22/4/2020: The sword and the pen, the two tools of the warrior, even if the sword is purely symbolic and is only represented by the physical and mental strength and for most the pen is increasingly be replaced by the keyboard, or, worse,the phone. Today, I did not post on facebook, even though I took a photograph of the water near the bridge leading to the westerparkbuurt, which I included in my online diary under the name view. The girls were visible and I linked it to the home under my virtual poetry site, to emphasize that is was a relief to be away from home, and enjoy the scenic urban setting. The diary seems nearly full, or should I say, finished, so perhaps I should leave it at that. unless I include a rest page, which gives access to another layer. Rest, layer, shift, These are all possible names, or wait and see, which is likely what I'll do!
I also wrote a generic comment or reply for my next contribution to facebook: I share my vision with you, just read it! Of course, underlined means a reference to eliens.net.
23/4/2020: Yes, the money is there, but I am not interested. After a whole day outside, in the westerpark, the domestic situation explodes. Then go get a place for yourself, she said. No, that is not the way how it works. After all, this is my place, I live here already for more than 40 years. And it wouldn't be the first time to break up. I wonder, is there life after life? We just see how it will go, and go with the flow. There is still space in the zone!
24/4/2020: Papa has to come along. By insisting I should accompany them, since apparently I was the only one with the correct address, my youngest daughter saved our domestic life together. After a hug, we both felt a relief. Otherwise, our being together might have ended in a dramatic way. So I can say, after a hug at the end of the day we are back together again.
In the morning I wrote: now she is out! Where is she and what is she doing. Later, when we went out together, it was clear she was nervous, tense and anxious. I understood now what was driving her dominant behavior, not that I would ever fully accept that, but it made me a bit more patient, and perhaps I should say strategic, including an effort not to rush our life together. I could live alone, and to be honest, sometimes I look forward to be on my own, and see what life brings me, sadness, surprise, and possibly adventures, After all life is life. But it would also be a pity to give up the company of the girls and also of an ambitious young wife, who at times does look very lovely, and whose physical presence and warmth I still enjoy.

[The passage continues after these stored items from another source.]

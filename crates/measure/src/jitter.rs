use rand::{Rng, distributions::Open01};

/// A source of bounded, symmetric random perturbations.
///
/// Every `rand::Rng` is a jitter source, so a seeded generator such as
/// `rand_chacha::ChaCha8Rng` gives reproducible estimates.
/// Implement this trait directly to pin the perturbation in tests.
pub trait Jitter {
    /// Returns a perturbation in the open interval `(-bound, bound)`.
    ///
    /// Each call is an independent draw.
    fn jitter(&mut self, bound: f64) -> f64;
}

impl<R: Rng> Jitter for R {
    fn jitter(&mut self, bound: f64) -> f64 {
        // `Open01` excludes both endpoints, so the result never reaches ±bound.
        let u: f64 = self.sample(Open01);
        (2.0 * u - 1.0) * bound
    }
}

/// A jitter source that never perturbs: every estimate sits on its nominal value.
#[derive(Debug, Clone, Copy, PartialEq, Eq, Default)]
pub struct NoJitter;

impl Jitter for NoJitter {
    fn jitter(&mut self, _bound: f64) -> f64 {
        0.0
    }
}

#[cfg(test)]
mod tests {
    use super::*;

    use rand::SeedableRng;
    use rand_chacha::ChaCha8Rng;

    #[test]
    fn rng_draws_stay_inside_open_interval() {
        let mut rng = ChaCha8Rng::seed_from_u64(7);
        for _ in 0..10_000 {
            let j = rng.jitter(0.5);
            assert!(j > -0.5 && j < 0.5, "{j} escaped (-0.5, 0.5)");
        }
    }

    #[test]
    fn rng_draws_are_independent() {
        let mut rng = ChaCha8Rng::seed_from_u64(7);
        let a = rng.jitter(1.0);
        let b = rng.jitter(1.0);
        assert!((a - b).abs() > f64::EPSILON);
    }

    #[test]
    fn seeded_sources_repeat() {
        let mut a = ChaCha8Rng::seed_from_u64(99);
        let mut b = ChaCha8Rng::seed_from_u64(99);
        for _ in 0..10 {
            assert_eq!(a.jitter(1.0).to_bits(), b.jitter(1.0).to_bits());
        }
    }

    #[test]
    fn zero_bound_gives_zero() {
        let mut rng = ChaCha8Rng::seed_from_u64(1);
        assert_eq!(rng.jitter(0.0), 0.0);
        assert_eq!(NoJitter.jitter(3.0), 0.0);
    }
}
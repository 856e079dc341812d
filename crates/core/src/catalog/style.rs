use serde::{Deserialize, Serialize};

use crate::Gender;

/// A garment style the tailor can render.
#[derive(Debug, Clone, PartialEq, Eq, Serialize, Deserialize)]
pub struct Style {
    pub id: String,
    pub name: String,
    pub gender: Gender,
}

impl Style {
    /// Creates a style.
    #[must_use]
    pub fn new(id: impl Into<String>, name: impl Into<String>, gender: Gender) -> Self {
        Self {
            id: id.into(),
            name: name.into(),
            gender,
        }
    }
}

const STYLES: [(&str, &str, Gender); 4] = [
    ("agbada", "Agbada / Babanriga", Gender::Male),
    ("kaftan-male", "Kaftan", Gender::Male),
    ("iro-buba", "Iro and Buba", Gender::Female),
    ("gown-female", "Gown", Gender::Female),
];

/// Returns every built-in style.
#[must_use]
pub fn styles() -> Vec<Style> {
    STYLES
        .iter()
        .map(|&(id, name, gender)| Style::new(id, name, gender))
        .collect()
}

/// Returns the built-in styles cut for `gender`.
#[must_use]
pub fn styles_for(gender: Gender) -> Vec<Style> {
    styles().into_iter().filter(|s| s.gender == gender).collect()
}

/// Looks up a built-in style by id.
#[must_use]
pub fn find_style(id: &str) -> Option<Style> {
    styles().into_iter().find(|s| s.id == id)
}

It is a period in which I feel more and more disconnected from people, and as I wrote yesterday, some like to zoom-in, others, like me, prefer zooming out. Solitude, it is an individual choice, another way to be invisible!
25/4/2020: My new phrase, as a variant on the original kempo phrase ken zen ichi nyo is pen zen ichi nyo, which means as much as the fist, the mind (that is intellectual thought) and spiritual well-being are, or, better phrased, are intended to be, one. It is a reminder of the fact that although no-mind is a good thing, rational thought should not be eliminated.

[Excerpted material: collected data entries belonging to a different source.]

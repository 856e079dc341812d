use uuid::Uuid;

use crate::{SavedFit, WardrobeConfig, WardrobeError, store::Store};

/// What a successful [`Wardrobe::save`] had to drop to make room.
#[derive(Debug, Clone, Default, PartialEq, Eq)]
pub struct SaveOutcome {
    /// Ids of older fits removed by this save, oldest last.
    pub evicted: Vec<Uuid>,
}

/// A bounded, newest-first collection of saved fits.
///
/// All fits are stored as one JSON array under the configured key. When the
/// wardrobe reaches capacity, or the store runs out of quota, the oldest fits
/// are evicted first.
#[derive(Debug)]
pub struct Wardrobe<S> {
    store: S,
    config: WardrobeConfig,
}

impl<S: Store> Wardrobe<S> {
    /// Creates a wardrobe with the default config.
    pub fn new(store: S) -> Self {
        Self::with_config(store, WardrobeConfig::default())
    }

    /// Creates a wardrobe with the given config.
    pub fn with_config(store: S, config: WardrobeConfig) -> Self {
        Self { store, config }
    }

    /// Returns the config.
    pub fn config(&self) -> &WardrobeConfig {
        &self.config
    }

    /// Consumes the wardrobe and returns its store.
    pub fn into_store(self) -> S {
        self.store
    }

    /// Returns all saved fits, newest first.
    ///
    /// Stored data that cannot be decoded is removed and treated as an empty
    /// wardrobe.
    ///
    /// # Errors
    ///
    /// Returns [`WardrobeError::Store`] if the store cannot be read.
    pub fn list(&mut self) -> Result<Vec<SavedFit>, WardrobeError> {
        let key = self.config.key();
        let Some(raw) = self.store.get(key)? else {
            return Ok(Vec::new());
        };

        match serde_json::from_str::<Vec<SavedFit>>(&raw) {
            Ok(mut fits) => {
                fits.sort_by(|a, b| b.created_at.cmp(&a.created_at));
                Ok(fits)
            }
            Err(error) => {
                tracing::warn!(%key, %error, "discarding unreadable wardrobe data");
                self.store.delete(key)?;
                Ok(Vec::new())
            }
        }
    }

    /// Returns the fit with `id`, if saved.
    ///
    /// # Errors
    ///
    /// Returns [`WardrobeError::Store`] if the store cannot be read.
    pub fn get(&mut self, id: Uuid) -> Result<Option<SavedFit>, WardrobeError> {
        Ok(self.list()?.into_iter().find(|fit| fit.id == id))
    }

    /// Saves a new fit at the front of the wardrobe.
    ///
    /// Fits beyond the configured capacity are dropped, oldest first. If the
    /// store reports a quota error, the oldest remaining fit is dropped and
    /// the write is retried once.
    ///
    /// # Errors
    ///
    /// Returns [`WardrobeError::Full`] if the fit still does not fit after
    /// the retry, or if there was nothing older to drop. Other store
    /// failures are returned as [`WardrobeError::Store`].
    pub fn save(&mut self, fit: SavedFit) -> Result<SaveOutcome, WardrobeError> {
        let mut fits = self.list()?;
        fits.insert(0, fit);

        let mut outcome = SaveOutcome::default();
        if fits.len() > self.config.capacity() {
            outcome.evicted = fits
                .split_off(self.config.capacity())
                .into_iter()
                .map(|f| f.id)
                .collect();
        }

        let source = match self.write(&fits) {
            Err(WardrobeError::Store(source)) if source.is_quota_exceeded() => source,
            result => return result.map(|()| outcome),
        };

        let Some(oldest) = fits.pop().filter(|_| !fits.is_empty()) else {
            tracing::error!(error = %source, "wardrobe is full and the new fit could not be saved");
            return Err(WardrobeError::Full {
                evicted: 0,
                source,
            });
        };

        tracing::warn!(evicted = %oldest.id, "storage quota exceeded, evicting oldest fit");
        match self.write(&fits) {
            Ok(()) => {
                outcome.evicted.push(oldest.id);
                Ok(outcome)
            }
            Err(WardrobeError::Store(source)) if source.is_quota_exceeded() => {
                tracing::error!(error = %source, "wardrobe is full even after evicting the oldest fit");
                Err(WardrobeError::Full { evicted: 1, source })
            }
            Err(error) => Err(error),
        }
    }

    /// Deletes the fit with `id`. Returns whether a fit was removed.
    ///
    /// # Errors
    ///
    /// Returns [`WardrobeError`] if the store cannot be read or written.
    pub fn delete(&mut self, id: Uuid) -> Result<bool, WardrobeError> {
        let mut fits = self.list()?;
        let before = fits.len();
        fits.retain(|fit| fit.id != id);

        if fits.len() == before {
            return Ok(false);
        }
        self.write(&fits)?;
        Ok(true)
    }

    fn write(&mut self, fits: &[SavedFit]) -> Result<(), WardrobeError> {
        let json = serde_json::to_string(fits).map_err(WardrobeError::Encode)?;
        self.store.put(self.config.key(), json)?;
        Ok(())
    }
}
//! Shared types for PatternFit.
//!
//! - [`Gender`] and [`Height`]: the body inputs a fitting starts from
//! - [`constraint`]: type-level numeric invariants used by those inputs
//! - [`catalog`]: built-in garment [`Style`]s and [`Fabric`]s

pub mod catalog;
pub mod constraint;

mod gender;
mod height;

pub use catalog::{Fabric, FabricImage, Style};
pub use gender::{Gender, ParseGenderError};
pub use height::Height;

Now, she is annoyed again, because she asked me to allow her to say that she doesn't like living in the neighbourhood any more, and when asked to allow me to say that I find that depressing, she said she wanted to stop the conversation. Dominant, that is what it is, and it becomes more and more clear to me that I don't want to move from this place, since I am afraid that people are even more annoying in other places than in this neighbourhood.